Patients-Methods: We studied 20 CIN patients (17 females and 3 males) aged 27 to 78 years. Six CIN patients harbored at least one MEFV mutation with potential clinical significance (A744S homo/R202Q homo, I720M hetero, R202Q homo, K965R hetero, A744S hetero, M694V hetero) and 14 were negative for MEFV pathogenic mutations. The MEFV R202Q mutation is located in exon 2 whereas all the rest mutations are located in exon 10. We isolated neutrophils from healthy subjects (n=5), age- and sex- matched with the patients, and co-cultured them with serum from CIN patients. We used the supernatants of the cultures to quantify NETs with Sytox green staining for extracellular DNA and/or ELISA for dsDNA/MPO complexes. We also used the serum-treated neutrophils for the evaluation of NETosis by immunostaining using confocal microscopy. In addition, neutrophils isolated from CIN patients were used to detect their direct response to spontaneous NETosis induction. Statistical analysis was performed with one-way ANOVA adjusting for multiple comparisons.

Results: By co-culturing patients' sera with healthy neutrophils obtained from five different healthy donors, we did not identify statistically significant differences in NETosis evaluation between the three study groups i.e. CIN patients with MEFV mutations, CIN patients negative for pathogenic MEFV mutations, and healthy individuals.

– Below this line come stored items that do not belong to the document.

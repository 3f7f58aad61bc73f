//! Error types for Wingman.
//!
//! This module provides the unified error type returned by the CLI and the
//! service entry points. Lower layers keep their own typed errors
//! ([`TilingError`], [`ConfigError`], [`ActorError`], [`HotkeyError`]) and
//! are flattened into [`WingmanError`] at the boundary.

use serde::Serialize;
use thiserror::Error;

use crate::config::ConfigError;
use crate::hotkey::HotkeyError;
use crate::tiling::{ActorError, TilingError};

/// Errors that can occur during application execution.
///
/// Serializes as `{ "kind": ..., "message": ... }` so it can be printed as
/// JSON by commands that emit machine-readable output.
#[derive(Debug, Error, Serialize)]
#[serde(tag = "kind", content = "message")]
pub enum WingmanError {
    /// Invalid command arguments.
    #[error("{0}")]
    InvalidArguments(String),
    /// Configuration error.
    #[error("Configuration error: {0}")]
    ConfigError(String),
    /// IO error.
    #[error("IO error: {0}")]
    IoError(String),
    /// Tiling engine operation failed.
    #[error("Tiling error: {0}")]
    TilingError(String),
    /// The tiling coordinator could not be reached.
    #[error("Actor error: {0}")]
    ActorError(String),
    /// Generic command error.
    #[error("{0}")]
    CommandError(String),
}

impl From<std::io::Error> for WingmanError {
    fn from(err: std::io::Error) -> Self { Self::IoError(err.to_string()) }
}

impl From<serde_json::Error> for WingmanError {
    fn from(err: serde_json::Error) -> Self { Self::CommandError(err.to_string()) }
}

impl From<ConfigError> for WingmanError {
    fn from(err: ConfigError) -> Self { Self::ConfigError(err.to_string()) }
}

impl From<TilingError> for WingmanError {
    fn from(err: TilingError) -> Self { Self::TilingError(err.to_string()) }
}

impl From<ActorError> for WingmanError {
    fn from(err: ActorError) -> Self { Self::ActorError(err.to_string()) }
}

impl From<HotkeyError> for WingmanError {
    fn from(err: HotkeyError) -> Self {
        match err {
            HotkeyError::Actor(actor) => actor.into(),
            other => Self::InvalidArguments(other.to_string()),
        }
    }
}

impl From<String> for WingmanError {
    fn from(msg: String) -> Self { Self::CommandError(msg) }
}

impl From<&str> for WingmanError {
    fn from(msg: &str) -> Self { Self::CommandError(msg.to_string()) }
}

#[cfg(test)]
mod tests {
    use super::*;
    use crate::hotkey::HotkeyAction;

    #[test]
    fn test_invalid_arguments_display() {
        let err = WingmanError::InvalidArguments("--monitors must be at least 1".to_string());
        assert_eq!(err.to_string(), "--monitors must be at least 1");
    }

    #[test]
    fn test_config_error_display() {
        let err = WingmanError::ConfigError("Invalid JSON".to_string());
        assert!(err.to_string().starts_with("Configuration error:"));
    }

    #[test]
    fn test_tiling_error_conversion() {
        let err: WingmanError = TilingError::NoScreens.into();
        assert!(matches!(err, WingmanError::TilingError(_)));
        assert!(err.to_string().starts_with("Tiling error:"));
    }

    #[test]
    fn test_actor_error_conversion() {
        let err: WingmanError = ActorError::SendFailed.into();
        assert!(matches!(err, WingmanError::ActorError(_)));
        assert!(err.to_string().contains("channel closed"));
    }

    #[test]
    fn test_hotkey_error_conversion() {
        let err: WingmanError = HotkeyError::UnknownTrigger("Win+Q".to_string()).into();
        assert!(matches!(err, WingmanError::InvalidArguments(_)));

        let err: WingmanError = HotkeyError::Disabled(HotkeyAction::Maximize).into();
        assert!(matches!(err, WingmanError::InvalidArguments(_)));

        let err: WingmanError = HotkeyError::Actor(ActorError::SendFailed).into();
        assert!(matches!(err, WingmanError::ActorError(_)));
    }

    #[test]
    fn test_io_error_conversion() {
        let io_err = std::io::Error::new(std::io::ErrorKind::NotFound, "file not found");
        let err: WingmanError = io_err.into();
        assert!(matches!(err, WingmanError::IoError(_)));
        assert!(err.to_string().contains("file not found"));
    }

    #[test]
    fn test_config_error_conversion() {
        let err: WingmanError = ConfigError::NotFound.into();
        assert!(matches!(err, WingmanError::ConfigError(_)));
    }

    #[test]
    fn test_from_str_and_string() {
        let err: WingmanError = "boom".into();
        assert!(matches!(err, WingmanError::CommandError(ref m) if m == "boom"));
        let err: WingmanError = String::from("bang").into();
        assert_eq!(err.to_string(), "bang");
    }

    #[test]
    fn test_serializes_with_kind_and_message() {
        let err = WingmanError::TilingError("no monitors".to_string());
        let json = serde_json::to_value(&err).unwrap();
        assert_eq!(json["kind"], "TilingError");
        assert_eq!(json["message"], "no monitors");
    }
}
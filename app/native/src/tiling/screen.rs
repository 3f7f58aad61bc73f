//! Monitor topology.
//!
//! Screens are built once at startup from the surface's monitor list. Each
//! screen owns exactly one [`Group`] and knows its horizontal neighbours,
//! found by touching edges. The adjacency never changes afterwards.

use super::error::{TilingError, TilingResult};
use super::group::Group;
use super::state::{Direction, Rect, ScreenId, WindowId};
use super::surface::MonitorInfo;

/// One monitor with its tiling group.
#[derive(Clone, Debug, PartialEq, Eq)]
pub struct Screen {
    id: ScreenId,
    work_area: Rect,
    rect: Rect,
    group: Group,
    left: Option<ScreenId>,
    right: Option<ScreenId>,
}

impl Screen {
    fn from_monitor(monitor: &MonitorInfo) -> Self {
        Self {
            id: monitor.id,
            work_area: monitor.work_area,
            rect: monitor.rect,
            group: Group::new(monitor.id, monitor.work_area),
            left: None,
            right: None,
        }
    }

    #[must_use]
    pub const fn id(&self) -> ScreenId { self.id }

    #[must_use]
    pub const fn work_area(&self) -> Rect { self.work_area }

    #[must_use]
    pub const fn rect(&self) -> Rect { self.rect }

    #[must_use]
    pub const fn group(&self) -> &Group { &self.group }

    pub const fn group_mut(&mut self) -> &mut Group { &mut self.group }

    /// Neighbouring screen on the given side.
    #[must_use]
    pub const fn neighbour(&self, side: Direction) -> Option<ScreenId> {
        match side {
            Direction::Left => self.left,
            Direction::Right => self.right,
        }
    }
}

/// Static set of screens with their left/right adjacency.
#[derive(Clone, Debug, Default, PartialEq, Eq)]
pub struct Topology {
    screens: Vec<Screen>,
}

impl Topology {
    /// Build one screen per monitor, each with an empty group.
    ///
    /// Screen `b` is the right neighbour of `a` (and `a` the left neighbour
    /// of `b`) when `b`'s left edge is exactly `a`'s right edge.
    ///
    /// # Errors
    ///
    /// Returns [`TilingError::NoScreens`] if `monitors` is empty.
    pub fn build(monitors: &[MonitorInfo]) -> TilingResult<Self> {
        if monitors.is_empty() {
            return Err(TilingError::NoScreens);
        }

        let mut screens: Vec<Screen> = monitors.iter().map(Screen::from_monitor).collect();
        for a in 0..screens.len() {
            for b in 0..screens.len() {
                if a != b && screens[b].rect.left == screens[a].rect.right {
                    let (a_id, b_id) = (screens[a].id, screens[b].id);
                    screens[a].right = Some(b_id);
                    screens[b].left = Some(a_id);
                }
            }
        }

        for screen in &screens {
            tracing::debug!(
                screen = screen.id,
                work_area = %screen.work_area,
                left = ?screen.left,
                right = ?screen.right,
                "registered screen"
            );
        }
        Ok(Self { screens })
    }

    /// Screens in monitor enumeration order.
    pub fn iter(&self) -> impl Iterator<Item = &Screen> { self.screens.iter() }

    pub fn iter_mut(&mut self) -> impl Iterator<Item = &mut Screen> { self.screens.iter_mut() }

    #[must_use]
    pub fn len(&self) -> usize { self.screens.len() }

    #[must_use]
    pub fn is_empty(&self) -> bool { self.screens.is_empty() }

    #[must_use]
    pub fn first(&self) -> Option<&Screen> { self.screens.first() }

    #[must_use]
    pub fn get(&self, id: ScreenId) -> Option<&Screen> { self.screens.iter().find(|s| s.id == id) }

    pub fn get_mut(&mut self, id: ScreenId) -> Option<&mut Screen> {
        self.screens.iter_mut().find(|s| s.id == id)
    }

    /// Neighbour of `id` on the given side.
    #[must_use]
    pub fn neighbour(&self, id: ScreenId, side: Direction) -> Option<ScreenId> {
        self.get(id).and_then(|s| s.neighbour(side))
    }

    /// Screen whose group currently holds `window`.
    #[must_use]
    pub fn screen_of_window(&self, window: WindowId) -> Option<ScreenId> {
        self.screens.iter().find(|s| s.group.contains(window)).map(|s| s.id)
    }

    /// Walk the neighbour chain from the first screen to its left end.
    #[must_use]
    pub fn leftmost(&self) -> Option<ScreenId> { self.outermost(Direction::Left) }

    /// Walk the neighbour chain from the first screen to its right end.
    #[must_use]
    pub fn rightmost(&self) -> Option<ScreenId> { self.outermost(Direction::Right) }

    /// End of the chain in `side`'s direction, starting from the first screen.
    #[must_use]
    pub fn outermost(&self, side: Direction) -> Option<ScreenId> {
        let mut current = self.screens.first()?;
        // Bounded by the screen count so a malformed chain can't loop forever.
        for _ in 0..self.screens.len() {
            match current.neighbour(side).and_then(|id| self.get(id)) {
                Some(next) => current = next,
                None => break,
            }
        }
        Some(current.id)
    }
}

// ============================================================================
// Tests
// ============================================================================

#[cfg(test)]
mod tests {
    use super::*;

    fn monitor(id: ScreenId, left: i32, width: i32) -> MonitorInfo {
        let rect = Rect::from_xywh(left, 0, width, 1080);
        MonitorInfo { id, work_area: Rect::new(left, 0, left + width, 1040), rect }
    }

    #[test]
    fn test_build_requires_monitors() {
        assert_eq!(Topology::build(&[]), Err(TilingError::NoScreens));
    }

    #[test]
    fn test_single_screen_has_no_neighbours() {
        let topology = Topology::build(&[monitor(1, 0, 1920)]).unwrap();
        let screen = topology.get(1).unwrap();

        assert_eq!(screen.neighbour(Direction::Left), None);
        assert_eq!(screen.neighbour(Direction::Right), None);
        assert_eq!(topology.leftmost(), Some(1));
        assert_eq!(topology.rightmost(), Some(1));
    }

    #[test]
    fn test_touching_edges_become_neighbours() {
        let topology = Topology::build(&[monitor(1, 0, 1920), monitor(2, 1920, 2560)]).unwrap();

        assert_eq!(topology.neighbour(1, Direction::Right), Some(2));
        assert_eq!(topology.neighbour(2, Direction::Left), Some(1));
        assert_eq!(topology.neighbour(1, Direction::Left), None);
    }

    #[test]
    fn test_gap_between_monitors_yields_no_neighbour() {
        let topology = Topology::build(&[monitor(1, 0, 1920), monitor(2, 2000, 1920)]).unwrap();
        assert_eq!(topology.neighbour(1, Direction::Right), None);
        assert_eq!(topology.neighbour(2, Direction::Left), None);
    }

    #[test]
    fn test_outermost_walks_chain_from_any_order() {
        let topology =
            Topology::build(&[monitor(2, 1920, 1920), monitor(3, 3840, 1920), monitor(1, 0, 1920)]).unwrap();

        assert_eq!(topology.leftmost(), Some(1));
        assert_eq!(topology.rightmost(), Some(3));
    }

    #[test]
    fn test_groups_use_work_area() {
        let topology = Topology::build(&[monitor(1, 0, 1920)]).unwrap();
        let screen = topology.get(1).unwrap();

        assert_eq!(screen.group().work_area(), Rect::new(0, 0, 1920, 1040));
        assert_eq!(screen.group().screen(), 1);
        assert!(screen.group().is_empty());
    }
}
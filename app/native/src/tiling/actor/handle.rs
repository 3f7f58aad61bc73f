//! Handle for communicating with the state actor.
//!
//! The `StateActorHandle` provides a safe, cloneable interface for sending
//! events and hotkey actions to the state actor and querying its state.

use std::time::Duration;

use tokio::sync::{mpsc, oneshot};

use super::messages::{QueryResult, StateMessage, StateQuery};
use crate::hotkey::HotkeyAction;
use crate::tiling::constants::timing::QUERY_TIMEOUT_MS;
use crate::tiling::state::{TilingSnapshot, WindowId, WindowSnapshot};

/// Error types for actor communication.
#[derive(Debug, thiserror::Error)]
pub enum ActorError {
    /// Failed to send message to actor.
    #[error("Failed to send message to actor: channel closed")]
    SendFailed,

    /// Failed to receive response from actor.
    #[error("Failed to receive response from actor: channel closed")]
    ReceiveFailed,

    /// Query timed out.
    #[error("Query timed out after {0:?}")]
    Timeout(Duration),

    /// The actor answered with a different result than the query asked for.
    #[error("Unexpected query result")]
    UnexpectedResult,
}

/// Handle for communicating with the state actor.
///
/// This handle is cheap to clone and can be shared across tasks.
#[derive(Clone, Debug)]
pub struct StateActorHandle {
    sender: mpsc::Sender<StateMessage>,
}

impl StateActorHandle {
    /// Create a new handle with the given sender.
    pub(crate) const fn new(sender: mpsc::Sender<StateMessage>) -> Self { Self { sender } }

    /// Whether the actor has stopped.
    #[must_use]
    pub fn is_closed(&self) -> bool { self.sender.is_closed() }

    // ========================================================================
    // Fire-and-forget sending
    // ========================================================================

    /// Send a message to the actor without waiting for delivery.
    ///
    /// # Errors
    ///
    /// Returns [`ActorError::SendFailed`] if the channel is closed or full.
    pub fn send(&self, msg: StateMessage) -> Result<(), ActorError> {
        self.sender.try_send(msg).map_err(|_| ActorError::SendFailed)
    }

    /// Send a message to the actor and wait for delivery.
    ///
    /// # Errors
    ///
    /// Returns [`ActorError::SendFailed`] if the channel is closed.
    pub async fn send_async(&self, msg: StateMessage) -> Result<(), ActorError> {
        self.sender.send(msg).await.map_err(|_| ActorError::SendFailed)
    }

    /// Queue a hotkey action for the focused window.
    ///
    /// # Errors
    ///
    /// Returns [`ActorError::SendFailed`] if the channel is closed.
    pub async fn dispatch(&self, action: HotkeyAction) -> Result<(), ActorError> {
        self.send_async(StateMessage::Hotkey(action)).await
    }

    /// Ask the actor to stop.
    ///
    /// # Errors
    ///
    /// Returns [`ActorError::SendFailed`] if the actor already stopped.
    pub async fn shutdown(&self) -> Result<(), ActorError> { self.send_async(StateMessage::Shutdown).await }

    // ========================================================================
    // Query methods
    // ========================================================================

    /// Execute a query and wait for the result.
    ///
    /// # Errors
    ///
    /// Returns [`ActorError::SendFailed`] if the channel is closed, or
    /// [`ActorError::ReceiveFailed`] if the response channel is closed.
    pub async fn query(&self, query: StateQuery) -> Result<QueryResult, ActorError> {
        let (tx, rx) = oneshot::channel();

        self.sender
            .send(StateMessage::Query { query, respond_to: tx })
            .await
            .map_err(|_| ActorError::SendFailed)?;

        rx.await.map_err(|_| ActorError::ReceiveFailed)
    }

    /// Execute a query with a timeout.
    ///
    /// # Errors
    ///
    /// Returns [`ActorError::Timeout`] if the query doesn't complete in time,
    /// or any error from [`Self::query`].
    pub async fn query_timeout(&self, query: StateQuery, timeout: Duration) -> Result<QueryResult, ActorError> {
        tokio::time::timeout(timeout, self.query(query))
            .await
            .map_err(|_| ActorError::Timeout(timeout))?
    }

    // ========================================================================
    // Convenience query methods
    // ========================================================================

    /// Copy of the whole tiling state.
    ///
    /// # Errors
    ///
    /// Returns an error if communication with the actor fails.
    pub async fn snapshot(&self) -> Result<TilingSnapshot, ActorError> {
        let timeout = Duration::from_millis(QUERY_TIMEOUT_MS);
        match self.query_timeout(StateQuery::Snapshot, timeout).await? {
            QueryResult::Snapshot(snapshot) => Ok(snapshot),
            QueryResult::Window(_) => Err(ActorError::UnexpectedResult),
        }
    }

    /// One cached window, `None` if it is not tracked.
    ///
    /// # Errors
    ///
    /// Returns an error if communication with the actor fails.
    pub async fn window(&self, id: WindowId) -> Result<Option<WindowSnapshot>, ActorError> {
        let timeout = Duration::from_millis(QUERY_TIMEOUT_MS);
        match self.query_timeout(StateQuery::GetWindow { id }, timeout).await? {
            QueryResult::Window(window) => Ok(window),
            QueryResult::Snapshot(_) => Err(ActorError::UnexpectedResult),
        }
    }
}

#[cfg(test)]
mod tests {
    use super::*;

    #[tokio::test]
    async fn test_send_after_receiver_dropped_fails() {
        let (sender, receiver) = mpsc::channel(4);
        drop(receiver);
        let handle = StateActorHandle::new(sender);

        assert!(handle.is_closed());
        assert!(matches!(handle.send(StateMessage::Shutdown), Err(ActorError::SendFailed)));
        assert!(matches!(handle.dispatch(HotkeyAction::Maximize).await, Err(ActorError::SendFailed)));
    }

    #[tokio::test]
    async fn test_query_fails_when_responder_dropped() {
        let (sender, mut receiver) = mpsc::channel(4);
        let handle = StateActorHandle::new(sender);

        let responder = tokio::spawn(async move {
            // Drop the response channel without answering.
            if let Some(StateMessage::Query { respond_to, .. }) = receiver.recv().await {
                drop(respond_to);
            }
        });

        let result = handle.query(StateQuery::Snapshot).await;
        assert!(matches!(result, Err(ActorError::ReceiveFailed)));
        responder.await.unwrap();
    }

    #[tokio::test]
    async fn test_query_timeout() {
        let (sender, _receiver) = mpsc::channel(4);
        let handle = StateActorHandle::new(sender);

        let result = handle.query_timeout(StateQuery::Snapshot, Duration::from_millis(20)).await;
        assert!(matches!(result, Err(ActorError::Timeout(_))));
    }

    #[test]
    fn test_error_messages() {
        assert!(ActorError::SendFailed.to_string().contains("channel closed"));
        assert!(ActorError::Timeout(Duration::from_millis(5)).to_string().contains("5ms"));
    }
}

On an individual basis, the patient harboring the double homozygous MEFV mutations (A744S/R202Q) displayed increased NETosis in immunostaining, Sytox and ELISA evaluation, as compared to MEFV unmutated CIN patients and healthy individuals. In addition, ex vivo culture of patients' neutrophils and microscopic observation gave us the indication that CIN patients, regardless of their MEFV gene variants, present increased NETosis compared to healthy individuals, suggesting an overactivation status of neutrophils in CIN.

Conclusions: The neutrophils of CIN patients display increased NETosis irrespectively of the MEFV mutation status and may thus contribute to the inflammatory processes associated with the disease, a field that has not been investigated so far. Although in our study MEFV mutations did not appear to contribute significantly to inflammatory processes through the NETosis mechanism in CIN patients, their involvement in other aspects of immune deregulation such as through the mTOR/autophagy pathway remains to be further explored.

No relevant conflicts of interest to declare.